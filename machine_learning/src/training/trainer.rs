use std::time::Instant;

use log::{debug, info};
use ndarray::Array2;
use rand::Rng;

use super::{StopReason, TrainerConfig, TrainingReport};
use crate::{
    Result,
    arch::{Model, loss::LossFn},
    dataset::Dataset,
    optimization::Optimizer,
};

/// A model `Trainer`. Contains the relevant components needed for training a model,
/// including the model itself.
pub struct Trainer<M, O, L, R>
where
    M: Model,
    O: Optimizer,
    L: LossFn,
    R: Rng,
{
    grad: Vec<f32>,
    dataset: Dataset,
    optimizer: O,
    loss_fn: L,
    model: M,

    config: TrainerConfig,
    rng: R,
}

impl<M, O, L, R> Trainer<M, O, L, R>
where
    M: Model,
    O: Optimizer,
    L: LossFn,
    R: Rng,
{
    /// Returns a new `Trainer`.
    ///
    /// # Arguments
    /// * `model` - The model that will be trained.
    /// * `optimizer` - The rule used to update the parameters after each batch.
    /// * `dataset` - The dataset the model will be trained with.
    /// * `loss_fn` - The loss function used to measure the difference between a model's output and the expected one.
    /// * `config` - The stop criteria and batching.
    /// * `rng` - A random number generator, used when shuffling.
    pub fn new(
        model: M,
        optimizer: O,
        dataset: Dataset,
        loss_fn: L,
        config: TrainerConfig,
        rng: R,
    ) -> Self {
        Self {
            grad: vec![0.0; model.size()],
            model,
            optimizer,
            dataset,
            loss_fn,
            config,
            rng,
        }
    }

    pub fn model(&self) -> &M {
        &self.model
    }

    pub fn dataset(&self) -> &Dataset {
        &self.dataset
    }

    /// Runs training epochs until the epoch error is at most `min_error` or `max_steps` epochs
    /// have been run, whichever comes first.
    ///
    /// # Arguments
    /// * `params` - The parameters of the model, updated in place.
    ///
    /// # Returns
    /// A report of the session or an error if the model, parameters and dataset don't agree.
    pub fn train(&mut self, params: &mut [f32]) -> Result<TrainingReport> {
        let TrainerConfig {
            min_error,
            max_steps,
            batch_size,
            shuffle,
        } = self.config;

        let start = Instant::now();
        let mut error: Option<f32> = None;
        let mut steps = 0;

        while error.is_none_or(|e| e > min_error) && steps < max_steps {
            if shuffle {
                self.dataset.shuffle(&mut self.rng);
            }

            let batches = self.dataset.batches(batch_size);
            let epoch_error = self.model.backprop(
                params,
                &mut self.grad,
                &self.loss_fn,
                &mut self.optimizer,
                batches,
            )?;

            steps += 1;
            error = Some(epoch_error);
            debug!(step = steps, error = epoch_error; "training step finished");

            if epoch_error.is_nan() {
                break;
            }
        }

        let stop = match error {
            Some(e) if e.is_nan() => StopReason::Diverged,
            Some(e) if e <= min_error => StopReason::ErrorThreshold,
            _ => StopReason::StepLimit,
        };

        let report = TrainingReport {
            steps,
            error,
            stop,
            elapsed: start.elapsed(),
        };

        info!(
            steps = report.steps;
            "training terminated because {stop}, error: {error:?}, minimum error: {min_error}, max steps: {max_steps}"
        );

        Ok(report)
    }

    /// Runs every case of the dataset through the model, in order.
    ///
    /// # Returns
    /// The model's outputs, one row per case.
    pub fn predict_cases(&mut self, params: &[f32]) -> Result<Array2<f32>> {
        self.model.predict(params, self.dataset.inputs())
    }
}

....

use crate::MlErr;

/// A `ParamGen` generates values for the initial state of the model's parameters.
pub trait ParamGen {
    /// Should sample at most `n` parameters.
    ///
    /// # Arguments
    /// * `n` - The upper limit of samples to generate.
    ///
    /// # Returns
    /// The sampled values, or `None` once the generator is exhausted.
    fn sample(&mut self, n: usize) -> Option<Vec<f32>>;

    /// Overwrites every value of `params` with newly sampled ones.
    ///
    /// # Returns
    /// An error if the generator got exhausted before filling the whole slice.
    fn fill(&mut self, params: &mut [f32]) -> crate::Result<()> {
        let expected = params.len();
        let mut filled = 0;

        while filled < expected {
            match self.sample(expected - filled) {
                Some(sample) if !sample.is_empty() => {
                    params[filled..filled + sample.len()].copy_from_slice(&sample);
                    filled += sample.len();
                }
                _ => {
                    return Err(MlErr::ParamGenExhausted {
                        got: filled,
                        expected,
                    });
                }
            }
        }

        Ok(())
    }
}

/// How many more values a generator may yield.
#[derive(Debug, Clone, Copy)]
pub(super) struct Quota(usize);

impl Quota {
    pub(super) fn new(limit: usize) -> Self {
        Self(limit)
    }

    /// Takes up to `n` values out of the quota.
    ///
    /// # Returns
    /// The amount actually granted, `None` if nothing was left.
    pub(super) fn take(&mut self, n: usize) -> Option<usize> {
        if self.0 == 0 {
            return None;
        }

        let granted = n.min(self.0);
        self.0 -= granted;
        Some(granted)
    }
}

....

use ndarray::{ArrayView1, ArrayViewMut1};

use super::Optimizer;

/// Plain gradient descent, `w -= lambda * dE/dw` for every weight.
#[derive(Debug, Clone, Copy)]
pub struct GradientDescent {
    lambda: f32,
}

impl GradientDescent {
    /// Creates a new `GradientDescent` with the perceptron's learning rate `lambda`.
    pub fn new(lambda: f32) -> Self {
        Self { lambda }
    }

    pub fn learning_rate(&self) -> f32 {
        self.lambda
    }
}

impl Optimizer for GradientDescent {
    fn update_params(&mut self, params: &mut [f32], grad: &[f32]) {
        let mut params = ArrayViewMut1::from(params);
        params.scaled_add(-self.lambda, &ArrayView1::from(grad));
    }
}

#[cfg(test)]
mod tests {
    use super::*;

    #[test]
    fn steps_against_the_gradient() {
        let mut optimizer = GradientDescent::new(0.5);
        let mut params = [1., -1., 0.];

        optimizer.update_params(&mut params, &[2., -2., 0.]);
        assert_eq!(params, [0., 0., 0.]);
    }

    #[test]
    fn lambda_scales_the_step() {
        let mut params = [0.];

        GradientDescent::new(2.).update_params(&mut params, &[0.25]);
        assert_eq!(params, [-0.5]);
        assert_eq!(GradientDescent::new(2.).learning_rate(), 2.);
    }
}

....

If a line of the records above contains the word "start", count it; give only the total.

2